WORK REQUEST: Where a line holds the word "path", copy it from the records.

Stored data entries
________________________________________
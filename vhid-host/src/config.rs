// Copyright 2024 Cloud Hypervisor Authors. All rights reserved.
// SPDX-License-Identifier: Apache-2.0

//! Device parameters
//!
//! Per-device settings loaded from a JSON file. This is the host's stand-in
//! for the per-device parameter key a driver would read from its
//! configuration store, and the only place an override report descriptor
//! can come from.

use std::fs;
use std::path::Path;

use devices::hid::{DescriptorSource, TimerConfig};
use log::{info, warn};
use serde::{Deserialize, Serialize};

use crate::{HostError, Result};

/// Device parameter file contents
#[derive(Clone, Debug, Default, PartialEq, Eq, Serialize, Deserialize)]
#[serde(default)]
pub struct DeviceParameters {
    /// Non-zero enables `report_descriptor`
    pub read_from_registry: u32,
    /// Replacement report descriptor
    pub report_descriptor: Option<Vec<u8>>,
    /// Readiness timer schedule
    pub timer: TimerConfig,
    /// Bound on parked read-report requests
    pub max_pending_reads: Option<usize>,
}

impl DeviceParameters {
    pub fn load(path: &Path) -> Result<Self> {
        let text = fs::read_to_string(path).map_err(|source| HostError::ReadParams {
            path: path.to_path_buf(),
            source,
        })?;
        let params: Self =
            serde_json::from_str(&text).map_err(|source| HostError::ParseParams {
                path: path.to_path_buf(),
                source,
            })?;
        info!("Loaded device parameters from {}", path.display());
        Ok(params)
    }
}

impl DescriptorSource for DeviceParameters {
    fn try_load_override_descriptor(&self) -> Option<Vec<u8>> {
        if self.read_from_registry == 0 {
            return None;
        }
        match &self.report_descriptor {
            Some(bytes) if !bytes.is_empty() => Some(bytes.clone()),
            Some(_) => {
                warn!("Override report descriptor is empty");
                None
            }
            None => {
                warn!("read_from_registry set but no report descriptor given");
                None
            }
        }
    }
}
// Copyright 2024 Cloud Hypervisor Authors. All rights reserved.
// SPDX-License-Identifier: Apache-2.0

//! HID IOCTL codes
//!
//! Numeric control codes the class driver sends, and the unwrapping of a
//! raw `code + input buffer` pair into a [`Request`].
//!
//! Transfer requests carry a marshalled transfer packet in the input
//! buffer: the report id byte followed by the report buffer.

use byteorder::{ByteOrder, LittleEndian};
use serde::{Deserialize, Serialize};

use super::dispatcher::{ReportPacket, Request};
use super::{HidError, Result};

const FILE_DEVICE_KEYBOARD: u32 = 0x0000_000B;
const METHOD_IN_DIRECT: u32 = 1;
const METHOD_OUT_DIRECT: u32 = 2;
const METHOD_NEITHER: u32 = 3;

const fn ctl_code(function: u32, method: u32) -> u32 {
    (FILE_DEVICE_KEYBOARD << 16) | (function << 2) | method
}

const fn hid_ctl_code(id: u32) -> u32 {
    ctl_code(id, METHOD_NEITHER)
}

const fn hid_in_ctl_code(id: u32) -> u32 {
    ctl_code(id, METHOD_IN_DIRECT)
}

const fn hid_out_ctl_code(id: u32) -> u32 {
    ctl_code(id, METHOD_OUT_DIRECT)
}

pub const IOCTL_HID_GET_DEVICE_DESCRIPTOR: u32 = hid_ctl_code(0);
pub const IOCTL_HID_GET_REPORT_DESCRIPTOR: u32 = hid_ctl_code(1);
pub const IOCTL_HID_READ_REPORT: u32 = hid_ctl_code(2);
pub const IOCTL_HID_WRITE_REPORT: u32 = hid_ctl_code(3);
pub const IOCTL_HID_GET_STRING: u32 = hid_ctl_code(4);
pub const IOCTL_HID_ACTIVATE_DEVICE: u32 = hid_ctl_code(7);
pub const IOCTL_HID_DEACTIVATE_DEVICE: u32 = hid_ctl_code(8);
pub const IOCTL_HID_GET_DEVICE_ATTRIBUTES: u32 = hid_ctl_code(9);
pub const IOCTL_HID_SEND_IDLE_NOTIFICATION_REQUEST: u32 = hid_ctl_code(10);
pub const IOCTL_HID_GET_INDEXED_STRING: u32 = hid_out_ctl_code(30);
pub const IOCTL_HID_GET_FEATURE: u32 = hid_out_ctl_code(100);
pub const IOCTL_HID_SET_FEATURE: u32 = hid_in_ctl_code(100);
pub const IOCTL_HID_SET_OUTPUT_REPORT: u32 = hid_in_ctl_code(101);
pub const IOCTL_GET_PHYSICAL_DESCRIPTOR: u32 = hid_out_ctl_code(102);
pub const IOCTL_HID_GET_INPUT_REPORT: u32 = hid_out_ctl_code(104);

/// Control operations understood by the dispatcher
#[derive(Clone, Copy, Debug, PartialEq, Eq, Hash, Serialize, Deserialize)]
pub enum Operation {
    GetDeviceDescriptor,
    GetDeviceAttributes,
    GetReportDescriptor,
    ReadReport,
    WriteReport,
    GetFeature,
    SetFeature,
    GetInputReport,
    SetOutputReport,
    GetString,
    GetIndexedString,
    SendIdleNotification,
    ActivateDevice,
    DeactivateDevice,
    GetPhysicalDescriptor,
    Unknown(u32),
}

impl Operation {
    pub fn from_code(code: u32) -> Self {
        match code {
            IOCTL_HID_GET_DEVICE_DESCRIPTOR => Operation::GetDeviceDescriptor,
            IOCTL_HID_GET_DEVICE_ATTRIBUTES => Operation::GetDeviceAttributes,
            IOCTL_HID_GET_REPORT_DESCRIPTOR => Operation::GetReportDescriptor,
            IOCTL_HID_READ_REPORT => Operation::ReadReport,
            IOCTL_HID_WRITE_REPORT => Operation::WriteReport,
            IOCTL_HID_GET_FEATURE => Operation::GetFeature,
            IOCTL_HID_SET_FEATURE => Operation::SetFeature,
            IOCTL_HID_GET_INPUT_REPORT => Operation::GetInputReport,
            IOCTL_HID_SET_OUTPUT_REPORT => Operation::SetOutputReport,
            IOCTL_HID_GET_STRING => Operation::GetString,
            IOCTL_HID_GET_INDEXED_STRING => Operation::GetIndexedString,
            IOCTL_HID_SEND_IDLE_NOTIFICATION_REQUEST => Operation::SendIdleNotification,
            IOCTL_HID_ACTIVATE_DEVICE => Operation::ActivateDevice,
            IOCTL_HID_DEACTIVATE_DEVICE => Operation::DeactivateDevice,
            IOCTL_GET_PHYSICAL_DESCRIPTOR => Operation::GetPhysicalDescriptor,
            code => Operation::Unknown(code),
        }
    }

    pub fn code(&self) -> u32 {
        match *self {
            Operation::GetDeviceDescriptor => IOCTL_HID_GET_DEVICE_DESCRIPTOR,
            Operation::GetDeviceAttributes => IOCTL_HID_GET_DEVICE_ATTRIBUTES,
            Operation::GetReportDescriptor => IOCTL_HID_GET_REPORT_DESCRIPTOR,
            Operation::ReadReport => IOCTL_HID_READ_REPORT,
            Operation::WriteReport => IOCTL_HID_WRITE_REPORT,
            Operation::GetFeature => IOCTL_HID_GET_FEATURE,
            Operation::SetFeature => IOCTL_HID_SET_FEATURE,
            Operation::GetInputReport => IOCTL_HID_GET_INPUT_REPORT,
            Operation::SetOutputReport => IOCTL_HID_SET_OUTPUT_REPORT,
            Operation::GetString => IOCTL_HID_GET_STRING,
            Operation::GetIndexedString => IOCTL_HID_GET_INDEXED_STRING,
            Operation::SendIdleNotification => IOCTL_HID_SEND_IDLE_NOTIFICATION_REQUEST,
            Operation::ActivateDevice => IOCTL_HID_ACTIVATE_DEVICE,
            Operation::DeactivateDevice => IOCTL_HID_DEACTIVATE_DEVICE,
            Operation::GetPhysicalDescriptor => IOCTL_GET_PHYSICAL_DESCRIPTOR,
            Operation::Unknown(code) => code,
        }
    }
}

impl From<u32> for Operation {
    fn from(code: u32) -> Self {
        Operation::from_code(code)
    }
}

/// Split a marshalled transfer packet into report id and report buffer
fn xfer_packet(input: &[u8]) -> Result<ReportPacket<'_>> {
    match input.split_first() {
        Some((&collection_id, buffer)) => Ok(ReportPacket::new(collection_id, buffer)),
        None => Err(HidError::buffer_too_small(1, 0)),
    }
}

fn string_value(input: &[u8]) -> Result<u32> {
    if input.len() < 4 {
        return Err(HidError::buffer_too_small(4, input.len()));
    }
    Ok(LittleEndian::read_u32(&input[..4]))
}

impl<'a> Request<'a> {
    /// Unwrap a raw control request.
    ///
    /// Write-direction transfers (WriteReport, SetFeature, SetOutputReport)
    /// carry `report id + report` in `input`. Read-direction transfers
    /// (GetFeature, GetInputReport) carry only the report id. String
    /// requests carry the packed 32-bit string argument.
    pub fn from_ioctl(operation: Operation, input: &'a [u8]) -> Result<Self> {
        let request = match operation {
            Operation::GetDeviceDescriptor => Request::GetDeviceDescriptor,
            Operation::GetDeviceAttributes => Request::GetDeviceAttributes,
            Operation::GetReportDescriptor => Request::GetReportDescriptor,
            Operation::ReadReport => Request::ReadReport,
            Operation::WriteReport => Request::WriteReport(xfer_packet(input)?),
            Operation::SetFeature => Request::SetFeature(xfer_packet(input)?),
            Operation::SetOutputReport => Request::SetOutputReport(xfer_packet(input)?),
            Operation::GetFeature => Request::GetFeature {
                collection_id: xfer_packet(input)?.collection_id,
            },
            Operation::GetInputReport => Request::GetInputReport {
                collection_id: xfer_packet(input)?.collection_id,
            },
            Operation::GetString => Request::GetString(string_value(input)?),
            Operation::GetIndexedString => Request::GetIndexedString(string_value(input)?),
            Operation::SendIdleNotification
            | Operation::ActivateDevice
            | Operation::DeactivateDevice
            | Operation::GetPhysicalDescriptor
            | Operation::Unknown(_) => Request::Unsupported(operation),
        };
        Ok(request)
    }
}

#[cfg(test)]
mod tests {
    use super::*;

    #[test]
    fn test_ioctl_code_values() {
        assert_eq!(IOCTL_HID_GET_DEVICE_DESCRIPTOR, 0x000B_0003);
        assert_eq!(IOCTL_HID_READ_REPORT, 0x000B_000B);
        assert_eq!(IOCTL_HID_GET_DEVICE_ATTRIBUTES, 0x000B_0027);
        assert_eq!(IOCTL_HID_GET_FEATURE, 0x000B_0192);
        assert_eq!(IOCTL_HID_SET_FEATURE, 0x000B_0191);
        assert_eq!(IOCTL_HID_GET_INPUT_REPORT, 0x000B_01A2);
        assert_eq!(IOCTL_HID_GET_INDEXED_STRING, 0x000B_007A);
    }

    #[test]
    fn test_operation_code_mapping() {
        let ops = [
            Operation::GetDeviceDescriptor,
            Operation::GetDeviceAttributes,
            Operation::GetReportDescriptor,
            Operation::ReadReport,
            Operation::WriteReport,
            Operation::GetFeature,
            Operation::SetFeature,
            Operation::GetInputReport,
            Operation::SetOutputReport,
            Operation::GetString,
            Operation::GetIndexedString,
            Operation::SendIdleNotification,
            Operation::ActivateDevice,
            Operation::DeactivateDevice,
            Operation::GetPhysicalDescriptor,
        ];
        for op in ops {
            assert_eq!(Operation::from_code(op.code()), op);
        }
        assert_eq!(Operation::from(0x1234), Operation::Unknown(0x1234));
    }

    #[test]
    fn test_unwrap_transfer_packet() {
        let input = [0x01, 0x01, 0x55, 0, 0, 0, 0, 0, 0];
        match Request::from_ioctl(Operation::WriteReport, &input).unwrap() {
            Request::WriteReport(packet) => {
                assert_eq!(packet.collection_id, 1);
                assert_eq!(packet.buffer, &input[1..]);
            }
            other => panic!("unexpected request {other:?}"),
        }

        assert!(matches!(
            Request::from_ioctl(Operation::GetFeature, &[2]).unwrap(),
            Request::GetFeature { collection_id: 2 }
        ));
        assert!(matches!(
            Request::from_ioctl(Operation::SetFeature, &[]),
            Err(HidError::BufferTooSmall { .. })
        ));
    }

    #[test]
    fn test_unwrap_string_argument() {
        assert!(matches!(
            Request::from_ioctl(Operation::GetString, &0x0409_000Eu32.to_le_bytes()).unwrap(),
            Request::GetString(0x0409_000E)
        ));
        assert!(matches!(
            Request::from_ioctl(Operation::GetIndexedString, &[5, 0]),
            Err(HidError::BufferTooSmall {
                required: 4,
                actual: 2,
            })
        ));
    }

    #[test]
    fn test_unsupported_operations() {
        for op in [
            Operation::SendIdleNotification,
            Operation::ActivateDevice,
            Operation::DeactivateDevice,
            Operation::GetPhysicalDescriptor,
            Operation::Unknown(0xDEAD),
        ] {
            assert!(matches!(
                Request::from_ioctl(op, &[]).unwrap(),
                Request::Unsupported(o) if o == op
            ));
        }
    }
}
________________________________________
RESPONSE TO THE EXERCISE:
use std::path::Path;
    pub fn load(path: &Path) -> Result<Self> {
        let text = fs::read_to_string(path).map_err(|source| HostError::ReadParams {
            path: path.to_path_buf(),
                path: path.to_path_buf(),
        info!("Loaded device parameters from {}", path.display());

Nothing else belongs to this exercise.